Problem requirements: Please filter the entries and return only the lines that include "plain".

== Given data ==

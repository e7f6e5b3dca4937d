// Copyright (c) Microsoft Corporation.
// Licensed under the MIT License.

//! Outer wrapping of a TPM object for TPM2_Import under an RSA storage parent
//! (TPM 2.0 Library, Part 1, "Protected Storage" and "Duplication").

use crate::tpm2::{self, digest_size};
use openssl::bn::BigNum;
use openssl::encrypt::{Decrypter, Encrypter};
use openssl::error::ErrorStack;
use openssl::hash::MessageDigest;
use openssl::memcmp;
use openssl::pkey::{PKey, PKeyRef, Private, Public as PublicKey};
use openssl::rsa::{Padding, Rsa};
use openssl::sign::Signer;
use openssl::symm::{self, Cipher};
use thiserror::Error;
use tss_esapi::interface_types::algorithm::{HashingAlgorithm, SymmetricMode};
use tss_esapi::interface_types::key_bits::AesKeyBits;
use tss_esapi::structures::{Name, Public, Sensitive, SymmetricDefinitionObject};

const OAEP_LABEL: &[u8] = b"DUPLICATE\0";
const RSA_DEFAULT_EXPONENT: u32 = 65537;
const IV: [u8; 16] = [0; 16];

#[derive(Error, Debug)]
pub enum DuplicateError {
    #[error("openssl error")]
    OpenSsl(#[from] ErrorStack),
    #[error("tss error")]
    Tss(#[from] tss_esapi::Error),
    #[error("unsupported parent: {0}")]
    UnsupportedParent(&'static str),
    #[error("integrity check of the duplicate failed")]
    Integrity,
}

/// `duplicate` and `inSymSeed` arguments of TPM2_Import.
#[derive(Clone, Debug, PartialEq, Eq)]
pub struct Wrapped {
    pub duplicate: Vec<u8>,
    pub encrypted_seed: Vec<u8>,
}

pub(crate) fn message_digest(alg: HashingAlgorithm) -> Result<MessageDigest, DuplicateError> {
    match alg {
        HashingAlgorithm::Sha256 => Ok(MessageDigest::sha256()),
        HashingAlgorithm::Sha384 => Ok(MessageDigest::sha384()),
        HashingAlgorithm::Sha512 => Ok(MessageDigest::sha512()),
        _ => Err(DuplicateError::UnsupportedParent("unsupported name algorithm")),
    }
}

fn hmac(alg: HashingAlgorithm, key: &[u8], parts: &[&[u8]]) -> Result<Vec<u8>, DuplicateError> {
    let pkey = PKey::hmac(key)?;
    let mut signer = Signer::new(message_digest(alg)?, &pkey)?;
    for part in parts {
        signer.update(part)?;
    }
    Ok(signer.sign_to_vec()?)
}

/// KDFa from SP800-108 in counter mode, with HMAC over `alg`.
pub fn kdfa(
    alg: HashingAlgorithm,
    key: &[u8],
    label: &str,
    context_u: &[u8],
    context_v: &[u8],
    bits: u32,
) -> Result<Vec<u8>, DuplicateError> {
    let bytes = bits.div_ceil(8) as usize;
    let mut label = label.as_bytes().to_vec();
    if label.last() != Some(&0) {
        label.push(0);
    }

    let mut out = Vec::with_capacity(bytes + digest_size(alg)?);
    let mut counter: u32 = 1;
    while out.len() < bytes {
        out.extend(hmac(
            alg,
            key,
            &[
                counter.to_be_bytes().as_slice(),
                label.as_slice(),
                context_u,
                context_v,
                bits.to_be_bytes().as_slice(),
            ],
        )?);
        counter += 1;
    }
    out.truncate(bytes);
    // unaligned sizes drop the excess high bits of the first byte
    if bits % 8 != 0 {
        out[0] &= (1u8 << (bits % 8)) - 1;
    }
    Ok(out)
}

struct StorageParent {
    name_alg: HashingAlgorithm,
    cipher: Cipher,
    sym_bits: u32,
    key: PKey<PublicKey>,
}

impl StorageParent {
    fn new(parent: &Public) -> Result<Self, DuplicateError> {
        let Public::Rsa {
            name_hashing_algorithm,
            parameters,
            unique,
            ..
        } = parent
        else {
            return Err(DuplicateError::UnsupportedParent("only RSA parents are supported"));
        };
        let (cipher, sym_bits) = match parameters.symmetric_definition_object() {
            SymmetricDefinitionObject::Aes {
                key_bits,
                mode: SymmetricMode::Cfb,
            } => match key_bits {
                AesKeyBits::Aes128 => (Cipher::aes_128_cfb128(), 128),
                AesKeyBits::Aes192 => (Cipher::aes_192_cfb128(), 192),
                AesKeyBits::Aes256 => (Cipher::aes_256_cfb128(), 256),
            },
            _ => {
                return Err(DuplicateError::UnsupportedParent(
                    "parent is not an AES-CFB storage key",
                ))
            }
        };
        let exponent = match parameters.exponent().value() {
            0 => RSA_DEFAULT_EXPONENT,
            e => e,
        };
        let rsa = Rsa::from_public_components(
            BigNum::from_slice(unique.value())?,
            BigNum::from_u32(exponent)?,
        )?;
        Ok(StorageParent {
            name_alg: *name_hashing_algorithm,
            cipher,
            sym_bits,
            key: PKey::from_rsa(rsa)?,
        })
    }

    /// Storage and integrity keys derived from the seed for the object `name`.
    fn keys(&self, seed: &[u8], name: &Name) -> Result<(Vec<u8>, Vec<u8>), DuplicateError> {
        let sym_key = kdfa(self.name_alg, seed, "STORAGE", name.value(), &[], self.sym_bits)?;
        let hmac_bits = digest_size(self.name_alg)? as u32 * 8;
        let hmac_key = kdfa(self.name_alg, seed, "INTEGRITY", &[], &[], hmac_bits)?;
        Ok((sym_key, hmac_key))
    }
}

/// Wraps `sensitive`, the private part of the object called `name`, so that only the holder
/// of `parent`'s private key can import it.
pub fn wrap(
    parent: &Public,
    name: &Name,
    sensitive: &Sensitive,
) -> Result<Wrapped, DuplicateError> {
    let parent = StorageParent::new(parent)?;
    let md = message_digest(parent.name_alg)?;

    let mut seed = vec![0; digest_size(parent.name_alg)?];
    openssl::rand::rand_bytes(&mut seed)?;

    let mut encrypter = Encrypter::new(&parent.key)?;
    encrypter.set_rsa_padding(Padding::PKCS1_OAEP)?;
    encrypter.set_rsa_oaep_md(md)?;
    encrypter.set_rsa_mgf1_md(md)?;
    encrypter.set_rsa_oaep_label(OAEP_LABEL)?;
    let mut encrypted_seed = vec![0; encrypter.encrypt_len(&seed)?];
    let len = encrypter.encrypt(&seed, &mut encrypted_seed)?;
    encrypted_seed.truncate(len);

    let (sym_key, hmac_key) = parent.keys(&seed, name)?;
    let plain = tpm2::marshall_sensitive(sensitive)?;
    let enc_sensitive = symm::encrypt(parent.cipher, &sym_key, Some(&IV), &plain)?;
    let integrity = hmac(parent.name_alg, &hmac_key, &[enc_sensitive.as_slice(), name.value()])?;

    // TPM2B_DIGEST integrity, then the encrypted TPM2B_SENSITIVE
    let mut duplicate = Vec::with_capacity(2 + integrity.len() + enc_sensitive.len());
    duplicate.extend((integrity.len() as u16).to_be_bytes());
    duplicate.extend(integrity);
    duplicate.extend(enc_sensitive);

    Ok(Wrapped {
        duplicate,
        encrypted_seed,
    })
}

/// Reverses [`wrap`] with the parent's private key, checking the outer integrity first.
pub fn unwrap(
    parent: &Public,
    parent_key: &PKeyRef<Private>,
    name: &Name,
    wrapped: &Wrapped,
) -> Result<Sensitive, DuplicateError> {
    let parent_info = StorageParent::new(parent)?;
    let md = message_digest(parent_info.name_alg)?;

    let mut decrypter = Decrypter::new(parent_key)?;
    decrypter.set_rsa_padding(Padding::PKCS1_OAEP)?;
    decrypter.set_rsa_oaep_md(md)?;
    decrypter.set_rsa_mgf1_md(md)?;
    decrypter.set_rsa_oaep_label(OAEP_LABEL)?;
    let mut seed = vec![0; decrypter.decrypt_len(&wrapped.encrypted_seed)?];
    let len = decrypter.decrypt(&wrapped.encrypted_seed, &mut seed)?;
    seed.truncate(len);

    let (sym_key, hmac_key) = parent_info.keys(&seed, name)?;

    let [s0, s1, rest @ ..] = wrapped.duplicate.as_slice() else {
        return Err(DuplicateError::Integrity);
    };
    let size = usize::from(u16::from_be_bytes([*s0, *s1]));
    if rest.len() < size {
        return Err(DuplicateError::Integrity);
    }
    let (integrity, enc_sensitive) = rest.split_at(size);
    let expected = hmac(parent_info.name_alg, &hmac_key, &[enc_sensitive, name.value()])?;
    if integrity.len() != expected.len() || !memcmp::eq(integrity, &expected) {
        return Err(DuplicateError::Integrity);
    }

    let plain = symm::decrypt(parent_info.cipher, &sym_key, Some(&IV), enc_sensitive)?;
    Ok(tpm2::unmarshall_sensitive(&plain)?)
}
// Copyright (c) Microsoft Corporation.
// Licensed under the MIT License.

//! An in-process stand-in for the SNP firmware and the SVSM.

use super::{ProviderError, ReportProvider, ReportRequest, ReportResponse};
use crate::certs::{AmdChain, CertTable, CertTableEntry, CertType, ParseError, Vcek};
use crate::report::{REPORT_SIZE, SIGNED_SIZE};
use crate::{
    svsm_report_data, REPORT_DATA_SIZE, SVSM_SERVICE_GUID, SVSM_SERVICE_PROVIDER, SVSM_VMPL,
};
use openssl::asn1::Asn1Time;
use openssl::bn::BigNum;
use openssl::ec::{EcGroup, EcKey};
use openssl::ecdsa::EcdsaSig;
use openssl::error::ErrorStack;
use openssl::hash::MessageDigest;
use openssl::nid::Nid;
use openssl::pkey::{PKey, Private};
use openssl::x509::{X509Builder, X509NameBuilder, X509};
use sha2::{Digest, Sha384};
use uuid::Uuid;

// offsets into the raw report
const VERSION: usize = 0x00;
const POLICY: usize = 0x08;
const VMPL: usize = 0x30;
const SIGNATURE_ALGO: usize = 0x34;
const REPORT_DATA: usize = 0x50;
const MEASUREMENT: usize = 0x90;
const SIGNATURE_R: usize = SIGNED_SIZE;
const SIGNATURE_S: usize = SIGNED_SIZE + SIGNATURE_COMPONENT_SIZE;
const SIGNATURE_COMPONENT_SIZE: usize = 72;

const ECDSA_P384_SHA384: u32 = 1;

/// A throw-away ARK, ASK and VCEK hierarchy signing synthetic reports.
pub struct FakeAmd {
    ark: X509,
    ask: X509,
    vcek: X509,
    vcek_key: PKey<Private>,
}

fn p384_key() -> Result<PKey<Private>, ErrorStack> {
    let group = EcGroup::from_curve_name(Nid::SECP384R1)?;
    PKey::from_ec_key(EcKey::generate(&group)?)
}

fn issue(
    common_name: &str,
    serial: u32,
    key: &PKey<Private>,
    issuer: Option<(&X509, &PKey<Private>)>,
) -> Result<X509, ErrorStack> {
    let mut name = X509NameBuilder::new()?;
    name.append_entry_by_nid(Nid::COMMONNAME, common_name)?;
    let name = name.build();

    let serial = BigNum::from_u32(serial)?.to_asn1_integer()?;
    let not_before = Asn1Time::days_from_now(0)?;
    let not_after = Asn1Time::days_from_now(1)?;

    let mut builder = X509Builder::new()?;
    builder.set_version(2)?;
    builder.set_serial_number(&serial)?;
    builder.set_subject_name(&name)?;
    builder.set_pubkey(key)?;
    builder.set_not_before(&not_before)?;
    builder.set_not_after(&not_after)?;
    let signing_key = match issuer {
        Some((cert, issuer_key)) => {
            builder.set_issuer_name(cert.subject_name())?;
            issuer_key
        }
        None => {
            builder.set_issuer_name(&name)?;
            key
        }
    };
    builder.sign(signing_key, MessageDigest::sha384())?;
    Ok(builder.build())
}

/// Little endian, zero padded, as SNP stores ECDSA components.
fn signature_component(value: &openssl::bn::BigNumRef) -> [u8; SIGNATURE_COMPONENT_SIZE] {
    let mut component = [0; SIGNATURE_COMPONENT_SIZE];
    for (dst, src) in component.iter_mut().zip(value.to_vec().iter().rev()) {
        *dst = *src;
    }
    component
}

impl FakeAmd {
    pub fn new() -> Result<Self, ErrorStack> {
        let ark_key = p384_key()?;
        let ark = issue("ARK-Fake", 1, &ark_key, None)?;
        let ask_key = p384_key()?;
        let ask = issue("SEV-Fake", 2, &ask_key, Some((&ark, &ark_key)))?;
        let vcek_key = p384_key()?;
        let vcek = issue("SEV-VCEK", 3, &vcek_key, Some((&ask, &ask_key)))?;
        Ok(FakeAmd {
            ark,
            ask,
            vcek,
            vcek_key,
        })
    }

    pub fn chain(&self) -> AmdChain {
        AmdChain {
            ask: self.ask.clone(),
            ark: self.ark.clone(),
        }
    }

    pub fn vcek(&self) -> Vcek {
        Vcek(self.vcek.clone())
    }

    /// Encoded certificate table holding VCEK, ASK and ARK.
    pub fn cert_table(&self) -> Result<Vec<u8>, ParseError> {
        let entries = [
            (CertType::VCEK, &self.vcek),
            (CertType::ASK, &self.ask),
            (CertType::ARK, &self.ark),
        ]
        .into_iter()
        .map(|(cert_type, cert)| Ok(CertTableEntry::new(cert_type, cert.to_der()?)))
        .collect::<Result<_, ParseError>>()?;
        CertTable { entries }.to_bytes()
    }

    /// A raw report for `vmpl` carrying `report_data`, signed by the VCEK.
    pub fn report(
        &self,
        vmpl: u32,
        report_data: &[u8; REPORT_DATA_SIZE],
    ) -> Result<Vec<u8>, ErrorStack> {
        let mut report = vec![0; REPORT_SIZE];
        report[VERSION..VERSION + 4].copy_from_slice(&2u32.to_le_bytes());
        // SMT allowed, reserved bit 17 set
        report[POLICY..POLICY + 8].copy_from_slice(&0x3_0000u64.to_le_bytes());
        report[VMPL..VMPL + 4].copy_from_slice(&vmpl.to_le_bytes());
        report[SIGNATURE_ALGO..SIGNATURE_ALGO + 4]
            .copy_from_slice(&ECDSA_P384_SHA384.to_le_bytes());
        report[REPORT_DATA..REPORT_DATA + REPORT_DATA_SIZE].copy_from_slice(report_data);
        report[MEASUREMENT..MEASUREMENT + 48].fill(0xa5);

        let digest = Sha384::digest(&report[..SIGNED_SIZE]);
        let signature = EcdsaSig::sign(&digest, &*self.vcek_key.ec_key()?)?;
        report[SIGNATURE_R..SIGNATURE_R + SIGNATURE_COMPONENT_SIZE]
            .copy_from_slice(&signature_component(signature.r()));
        report[SIGNATURE_S..SIGNATURE_S + SIGNATURE_COMPONENT_SIZE]
            .copy_from_slice(&signature_component(signature.s()));
        Ok(report)
    }
}

/// A request as seen by [`FakeProvider`].
#[derive(Debug, Clone, PartialEq, Eq)]
pub struct RecordedRequest {
    pub service_provider: Option<String>,
    pub service_guid: Option<Uuid>,
    pub inblob: Vec<u8>,
    pub privilege_level: Option<u32>,
}

/// Serves SVSM vTPM reports with `report_data = SHA512(inblob || manifest)` and platform
/// reports carrying the certificate table of a [`FakeAmd`].
pub struct FakeProvider {
    amd: FakeAmd,
    manifest: Vec<u8>,
    vmpl: u32,
    report_data: Option<[u8; REPORT_DATA_SIZE]>,
    requests: Vec<RecordedRequest>,
}

impl FakeProvider {
    /// A provider whose SVSM vTPM reports `manifest` from VMPL0.
    pub fn new(manifest: Vec<u8>) -> Result<Self, ErrorStack> {
        Ok(FakeProvider {
            amd: FakeAmd::new()?,
            manifest,
            vmpl: SVSM_VMPL,
            report_data: None,
            requests: vec![],
        })
    }

    /// Reports SVSM vTPM reports as requested from `vmpl`.
    pub fn with_vmpl(mut self, vmpl: u32) -> Self {
        self.vmpl = vmpl;
        self
    }

    /// Replaces the report data of SVSM vTPM reports.
    pub fn with_report_data(mut self, report_data: [u8; REPORT_DATA_SIZE]) -> Self {
        self.report_data = Some(report_data);
        self
    }

    pub fn amd(&self) -> &FakeAmd {
        &self.amd
    }

    pub fn requests(&self) -> &[RecordedRequest] {
        &self.requests
    }
}

impl ReportProvider for FakeProvider {
    fn get_report(&mut self, request: &ReportRequest<'_>) -> Result<ReportResponse, ProviderError> {
        self.requests.push(RecordedRequest {
            service_provider: request.service_provider.map(str::to_string),
            service_guid: request.service_guid,
            inblob: request.inblob.to_vec(),
            privilege_level: request.privilege_level,
        });
        if request.inblob.len() > REPORT_DATA_SIZE {
            return Err(ProviderError::InblobTooLarge(request.inblob.len()));
        }

        match request.service_provider {
            None => {
                let mut report_data = [0; REPORT_DATA_SIZE];
                report_data[..request.inblob.len()].copy_from_slice(request.inblob);
                let vmpl = request.privilege_level.unwrap_or(0);
                Ok(ReportResponse {
                    out_blob: self.amd.report(vmpl, &report_data)?,
                    aux_blob: self.amd.cert_table()?,
                    manifest_blob: vec![],
                })
            }
            Some(SVSM_SERVICE_PROVIDER) if request.service_guid == Some(SVSM_SERVICE_GUID) => {
                let report_data = self
                    .report_data
                    .unwrap_or_else(|| svsm_report_data(request.inblob, &self.manifest));
                Ok(ReportResponse {
                    out_blob: self.amd.report(self.vmpl, &report_data)?,
                    aux_blob: vec![],
                    manifest_blob: self.manifest.clone(),
                })
            }
            Some(other) => Err(ProviderError::UnknownService(other.to_string())),
        }
    }
}
// Copyright (c) Microsoft Corporation.
// Licensed under the MIT License.

use crate::certs::{self, AmdChain, CertTable};
use crate::report::{self, ReportError, Validateable};
use crate::{svsm_report_data, SevSnpAttestation, SevSnpSvsmAttestation, SVSM_VMPL};
use log::{debug, info};
use openssl::memcmp;
use thiserror::Error;
use vtpm_certify::certify;

/// Checks of the SNP report beyond its binding to the vTPM.
#[derive(Default)]
pub struct SnpVerifyOptions {
    /// ARK and ASK the report's chain must be made of, any self-consistent chain when `None`
    pub trusted_chain: Option<AmdChain>,
}

pub struct VerifySvsmOptions<'a> {
    pub attestation: &'a SevSnpSvsmAttestation,
    pub tee_nonce: &'a [u8],
    pub secret: &'a [u8],
    /// Skipped when `None`, e.g. when the chain was checked by other means
    pub snp: Option<&'a SnpVerifyOptions>,
}

#[derive(Error, Debug)]
pub enum SnpVerifyError {
    #[error("invalid certificate table")]
    CertTable(#[from] certs::ParseError),
    #[error("certificate chain is not valid")]
    Chain(#[from] certs::ValidateError),
    #[error("invalid SNP report")]
    MalformedReport(#[from] ReportError),
    #[error("report is not signed by the VCEK")]
    Signature(#[from] report::ValidateError),
}

#[derive(Error, Debug)]
pub enum VerifyError {
    #[error("challenge verification failed")]
    Challenge(#[from] certify::VerifyError),
    #[error("invalid SNP report")]
    MalformedReport(#[from] ReportError),
    #[error("report data does not match expected value")]
    ReportDataMismatch,
    #[error("attestation report was not requested from VMPL0, SVSM should be in VMPL0 (found VMPL{0})")]
    WrongPrivilegeLevel(u32),
    #[error("SNP attestation verification failed")]
    ExternalVerificationFailure(#[from] SnpVerifyError),
}

/// Verifies the certificate table and the signature of an SNP report.
pub fn verify_snp_attestation(
    attestation: &SevSnpAttestation,
    options: &SnpVerifyOptions,
) -> Result<(), SnpVerifyError> {
    let table = CertTable::parse(&attestation.certificate_chain)?;
    let chain = table.amd_chain()?;
    match &options.trusted_chain {
        Some(trusted) => chain.validate_against(trusted)?,
        None => chain.validate()?,
    }
    let vcek = table.vcek()?;
    vcek.validate(&chain)?;

    let snp_report = report::parse(&attestation.report)?;
    snp_report.validate(&vcek)?;
    debug!("SNP report signature verified");
    Ok(())
}

/// Verifies that the certified AK of `options.attestation` answers the challenge for
/// `options.secret` and lives in the vTPM of an SVSM that reported from VMPL0 over
/// `options.tee_nonce`.
pub fn verify_svsm_attestation(options: &VerifySvsmOptions<'_>) -> Result<(), VerifyError> {
    let attestation = options.attestation;
    certify::verify_certified_ak_blob(&attestation.certified_blob, options.secret)?;

    let snp_report = report::parse(&attestation.sev_snp_attestation.report)?;
    let expected = svsm_report_data(options.tee_nonce, &attestation.vtpm_service_manifest);
    if !memcmp::eq(&expected, &snp_report.report_data) {
        return Err(VerifyError::ReportDataMismatch);
    }

    if snp_report.vmpl != SVSM_VMPL {
        return Err(VerifyError::WrongPrivilegeLevel(snp_report.vmpl));
    }

    if let Some(snp) = options.snp {
        verify_snp_attestation(&attestation.sev_snp_attestation, snp)?;
    }

    info!("SVSM vTPM attestation verified");
    Ok(())
}

#[cfg(all(test, feature = "attester"))]
mod tests {
    use super::*;
    use crate::attest::{make_svsm_attestation, SvsmOptions};
    use crate::provider::fake::FakeProvider;
    use rstest::rstest;
    use vtpm_certify::challenge::{create_restricted_hmac_blob, Secret};
    use vtpm_certify::templates::AkAlgorithm;
    use vtpm_certify::tpm::soft::SoftTpm;

    const NONCE: [u8; 64] = [0; 64];

    fn attest(
        configure: impl FnOnce(FakeProvider) -> FakeProvider,
    ) -> (SevSnpSvsmAttestation, Secret, FakeProvider) {
        let mut tpm = SoftTpm::new();
        let ek_pub = certify::ek_pub(&mut tpm).unwrap();
        let (blob, secret) = create_restricted_hmac_blob(&ek_pub).unwrap();
        let mut provider = configure(FakeProvider::new(ek_pub).unwrap());
        let options = SvsmOptions {
            blob: &blob,
            ak_algorithm: AkAlgorithm::Ecc,
            tee_nonce: &NONCE,
        };
        let attestation = make_svsm_attestation(&mut tpm, &mut provider, &options).unwrap();
        (attestation, secret, provider)
    }

    fn verify(
        attestation: &SevSnpSvsmAttestation,
        secret: &Secret,
        snp: Option<&SnpVerifyOptions>,
    ) -> Result<(), VerifyError> {
        verify_svsm_attestation(&VerifySvsmOptions {
            attestation,
            tee_nonce: &NONCE,
            secret: secret.as_ref(),
            snp,
        })
    }

    #[rstest]
    #[case(0)]
    #[case(1)]
    #[case(2)]
    #[case(3)]
    fn report_must_come_from_vmpl0(#[case] vmpl: u32) {
        let (attestation, secret, _) = attest(|p| p.with_vmpl(vmpl));
        let result = verify(&attestation, &secret, None);
        if vmpl == 0 {
            result.unwrap();
        } else {
            let err = result.unwrap_err();
            assert!(matches!(err, VerifyError::WrongPrivilegeLevel(found) if found == vmpl));
            assert!(err.to_string().contains("VMPL0"));
        }
    }

    #[test]
    fn unbound_report_data_is_rejected() {
        let (attestation, secret, _) = attest(|p| p.with_report_data([0; 64]));
        let err = verify(&attestation, &secret, None).unwrap_err();
        assert!(matches!(err, VerifyError::ReportDataMismatch));
        assert_eq!(err.to_string(), "report data does not match expected value");
    }

    #[test]
    fn other_nonce_is_rejected() {
        let (attestation, secret, _) = attest(|p| p);
        let result = verify_svsm_attestation(&VerifySvsmOptions {
            attestation: &attestation,
            tee_nonce: &[1; 64],
            secret: secret.as_ref(),
            snp: None,
        });
        assert!(matches!(result, Err(VerifyError::ReportDataMismatch)));
    }

    #[test]
    fn wrong_secret_fails_challenge() {
        let (attestation, _, _) = attest(|p| p);
        let secret = Secret::from([0x42; 32]);
        let err = verify(&attestation, &secret, None).unwrap_err();
        assert!(matches!(
            err,
            VerifyError::Challenge(certify::VerifyError::InvalidHmac)
        ));
    }

    #[test]
    fn snp_chain_and_signature_are_verified() {
        let (attestation, secret, provider) = attest(|p| p);
        verify(&attestation, &secret, Some(&SnpVerifyOptions::default())).unwrap();

        let pinned = SnpVerifyOptions {
            trusted_chain: Some(provider.amd().chain()),
        };
        verify(&attestation, &secret, Some(&pinned)).unwrap();

        let other = FakeProvider::new(vec![]).unwrap();
        let untrusted = SnpVerifyOptions {
            trusted_chain: Some(other.amd().chain()),
        };
        let err = verify(&attestation, &secret, Some(&untrusted)).unwrap_err();
        assert!(matches!(
            err,
            VerifyError::ExternalVerificationFailure(SnpVerifyError::Chain(
                certs::ValidateError::UntrustedChain
            ))
        ));
    }

    #[test]
    fn tampered_report_fails_snp_verification() {
        let (mut attestation, secret, _) = attest(|p| p);
        // measurement, neither report data nor VMPL
        attestation.sev_snp_attestation.report[0x90] ^= 0xff;
        verify(&attestation, &secret, None).unwrap();

        let err = verify(&attestation, &secret, Some(&SnpVerifyOptions::default())).unwrap_err();
        assert!(matches!(
            err,
            VerifyError::ExternalVerificationFailure(SnpVerifyError::Signature(_))
        ));
    }

    #[test]
    fn missing_certificates_fail_snp_verification() {
        let (mut attestation, secret, _) = attest(|p| p);
        attestation.sev_snp_attestation.certificate_chain = vec![0; 24];
        let err = verify(&attestation, &secret, Some(&SnpVerifyOptions::default())).unwrap_err();
        assert!(matches!(
            err,
            VerifyError::ExternalVerificationFailure(SnpVerifyError::CertTable(
                certs::ParseError::Missing(_)
            ))
        ));
    }
}
// Copyright (c) Microsoft Corporation.
// Licensed under the MIT License.

//! Sources of SEV-SNP attestation reports.

use std::num::ParseIntError;
use std::path::PathBuf;
use thiserror::Error;
use uuid::Uuid;

pub mod configfs;
#[cfg(any(test, feature = "fake"))]
pub mod fake;

/// A report request, the attributes of a configfs-tsm report entry.
#[derive(Debug, Clone, Copy, PartialEq, Eq)]
pub struct ReportRequest<'a> {
    /// Service that should produce the report, the platform firmware when `None`
    pub service_provider: Option<&'a str>,
    pub service_guid: Option<Uuid>,
    /// Caller data placed in, or bound into, `report_data`
    pub inblob: &'a [u8],
    /// VMPL the report is requested for, the provider's default when `None`
    pub privilege_level: Option<u32>,
}

impl<'a> ReportRequest<'a> {
    pub fn new(inblob: &'a [u8]) -> Self {
        ReportRequest {
            service_provider: None,
            service_guid: None,
            inblob,
            privilege_level: None,
        }
    }

    /// A request for the vTPM service of the SVSM.
    pub fn svsm_vtpm(inblob: &'a [u8]) -> Self {
        ReportRequest {
            service_provider: Some(crate::SVSM_SERVICE_PROVIDER),
            service_guid: Some(crate::SVSM_SERVICE_GUID),
            ..Self::new(inblob)
        }
    }

    pub fn with_privilege_level(mut self, level: u32) -> Self {
        self.privilege_level = Some(level);
        self
    }
}

#[derive(Debug, Clone, Default, PartialEq, Eq)]
pub struct ReportResponse {
    /// The raw attestation report
    pub out_blob: Vec<u8>,
    /// Certificate table, empty when the provider returned none
    pub aux_blob: Vec<u8>,
    /// Service manifest, empty for plain platform reports
    pub manifest_blob: Vec<u8>,
}

#[derive(Error, Debug)]
pub enum ProviderError {
    #[error("IO error")]
    Io(#[from] std::io::Error),
    #[error("configfs-tsm is not available at {0}")]
    Unavailable(PathBuf),
    #[error("invalid generation value")]
    Generation(#[from] ParseIntError),
    #[error("report entry changed while reading (generation {expected}, found {found})")]
    Conflict { expected: u64, found: u64 },
    #[error("inblob is {0} bytes, at most 64 are supported")]
    InblobTooLarge(usize),
    #[error("unknown service provider {0}")]
    UnknownService(String),
    #[error("openssl error")]
    OpenSsl(#[from] openssl::error::ErrorStack),
    #[error("certificate table error")]
    CertTable(#[from] crate::certs::ParseError),
}

pub trait ReportProvider {
    fn get_report(&mut self, request: &ReportRequest<'_>) -> Result<ReportResponse, ProviderError>;

    /// Fetches the platform certificate table with a report requested at `privilege_level`.
    fn get_certificates(
        &mut self,
        nonce: &[u8],
        privilege_level: u32,
    ) -> Result<Vec<u8>, ProviderError> {
        let request = ReportRequest::new(nonce).with_privilege_level(privilege_level);
        let response = self.get_report(&request)?;
        Ok(response.aux_blob)
    }
}

impl<P: ReportProvider + ?Sized> ReportProvider for &mut P {
    fn get_report(&mut self, request: &ReportRequest<'_>) -> Result<ReportResponse, ProviderError> {
        (**self).get_report(request)
    }

    fn get_certificates(
        &mut self,
        nonce: &[u8],
        privilege_level: u32,
    ) -> Result<Vec<u8>, ProviderError> {
        (**self).get_certificates(nonce, privilege_level)
    }
}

===

Answer to this exercise:
    let plain = tpm2::marshall_sensitive(sensitive)?;
    let enc_sensitive = symm::encrypt(parent.cipher, &sym_key, Some(&IV), &plain)?;
    let plain = symm::decrypt(parent_info.cipher, &sym_key, Some(&IV), enc_sensitive)?;
    Ok(tpm2::unmarshall_sensitive(&plain)?)
    /// Service manifest, empty for plain platform reports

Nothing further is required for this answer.